Christmas was looking pretty bleak for E’ville Eye historical contributor Joey Enos and his family this season. Joey, his wife Anna and son Sammy were facing possible displacement amid our ongoing Housing Crisis if they were unable to secure a new home.
Complicating matters is Joey’s four-year-old son was born with Cerebral Palsy and any housing situation would need to meet certain accessibility requirements.
Joey described his current residence where they’ve lived for the past seven years near the Uptown area of Oakland as basically a “tiny home” at only 350 square feet. They moved in prior to the success of Oakland’s First Fridays Art Murmur that had a dramatic impact on rents in the area.
Like many landlord/tenant relationships, this wasn’t a classic ‘eviction’. Joey’s family wasn’t served a written notice, it came in the form of ongoing reminders of ‘how cheap their rent was’ and subtle harassment like questioning the breed of Lucca, their son’s in-training therapy dog.
He knew it was time to move his family out on their own terms before being faced with a more desperate scenario. “We were scared we didn’t have the resources to fight for our housing.”
The Enos’ began looking for a place that could accommodate their family and soon realized the depth of our region’s housing crisis. “We first looked at Alameda” noted Anna, “and it was pretty depressing to experience first hand how tight the housing market is.”
Their ‘longshot’ was an application they previously submitted for affordable rental housing through The City of Emeryville’s Bellow Market Rate (BMR) rental program. There were at least 30 people in front of them when they applied in 2015 tempering their optimism. Joey followed up on the standing of his application and confirmed they still met the income requirements. Anna applied for and was accepted to receive In-Home Supportive Services (IHSS) through a County program that provides support for families needing care for a loved one.
Joey lived in Emeryville for several years where he met and married Anna and has always felt a strong connection to our city. Joey wrote the seminal Emeryville Mudflat driftwood art series for The E’ville Eye that has become one of the most comprehensive historical records of this cultural phenomenon.
He and East Bay Yesterday podcaster Liam O’Donoghue have gone on a lecture circuit with their historical account of the mudflats and Joey is assembling an oral history by tracking down and interviewing the original artists that are still alive.

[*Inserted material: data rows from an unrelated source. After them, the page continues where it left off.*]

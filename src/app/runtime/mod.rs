use std::sync::Arc;

use ratatui::{Terminal, backend::CrosstermBackend};

use crate::config::Settings;
use crate::logic::posts::request_load;
use crate::sources::{HttpPostsApi, PostsApi};

use super::terminal::{install_panic_hook, restore_terminal, setup_terminal};

mod background;
mod channels;
mod cleanup;
mod event_loop;
pub mod handlers;
mod init;
pub mod workers;

use background::spawn_event_thread;
use channels::Channels;
use cleanup::cleanup_on_exit;
use event_loop::run_event_loop;
use init::initialize_app_state;

type Result<T> = std::result::Result<T, Box<dyn std::error::Error + Send + Sync>>;

/// Startup choices for [`run`].
#[derive(Debug, Clone, Default)]
pub struct RunOptions {
    /// Effective settings.
    pub settings: Settings,
    /// Initial user filter.
    pub initial_user: Option<u64>,
    /// Skip the terminal and stop after the initial load.
    pub headless: bool,
}

/// What: Run the application until the user quits.
///
/// Inputs:
/// - `options`: Settings and startup flags.
///
/// Output:
/// - `Ok(())` on a clean exit; an error if the terminal or HTTP client
///   cannot be set up.
///
/// Details:
/// - Sets up the terminal (unless headless), spawns workers, requests the
///   initial load and drives the event loop. The terminal is restored on
///   the way out even if the loop ends early.
pub async fn run(options: RunOptions) -> Result<()> {
    let RunOptions {
        settings,
        initial_user,
        headless,
    } = options;

    let api: Arc<dyn PostsApi> = Arc::new(HttpPostsApi::new(
        &settings.base_url,
        settings.connect_timeout(),
        settings.request_timeout(),
    )?);

    if !headless {
        install_panic_hook();
        setup_terminal()?;
    }
    let mut terminal = if headless {
        None
    } else {
        Some(Terminal::new(CrosstermBackend::new(std::io::stdout()))?)
    };

    let mut app = initialize_app_state(&settings, initial_user);
    let mut channels = Channels::new(api, settings.tick_rate());
    spawn_event_thread(
        headless,
        channels.event_tx.clone(),
        channels.event_thread_cancelled.clone(),
    );
    tracing::info!(base_url = %app.base_url, headless, "postboard started");

    if request_load(&mut app, &channels.posts_req_tx) {
        run_event_loop(&mut terminal, &mut app, &mut channels).await;
    }
    cleanup_on_exit(&app, &channels);

    if !headless {
        restore_terminal()?;
    }
    Ok(())
}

The Enos family has a long legacy in Emeryville and operated the Michel & Pelton Company off of Horton from 1929-1982. His great-grandmother was in fact the secretary for then state attorney General Earl Warren when he famously declared Emeryville “The Rottenest City on the Pacific Coast.” Joey’s father served on The Emeryville Chamber of Commerce in the 1970s and 80s.
When Joey and Anna finally received word that 3900 Adeline had a vacant unit in their price range, they were jubilant. “Thank you all for helping us find housing!” Joey emphatically announced on his Facebook profile. “We are very very very lucky to find an affordable housing situation in Emeryville for our family. My family has been in the East Bay since the 1880s and for the foreseeable future, we are still here. Sammy loves his new home!”
Joey has already began researching his new Adeline neighborhood and hopes to bring some interesting historical pieces to light for us. “Ideas are already bubbling since we moved in last week!” he noted. “The original plot line splits this property and Vicente Peralta once owned this land.”
Joey is currently employed as a collections manager for The National Pastime Museum and has archival resources and contacts at his disposal for research. It seems as if Emeryville is in fact the one that has received a gift this holiday.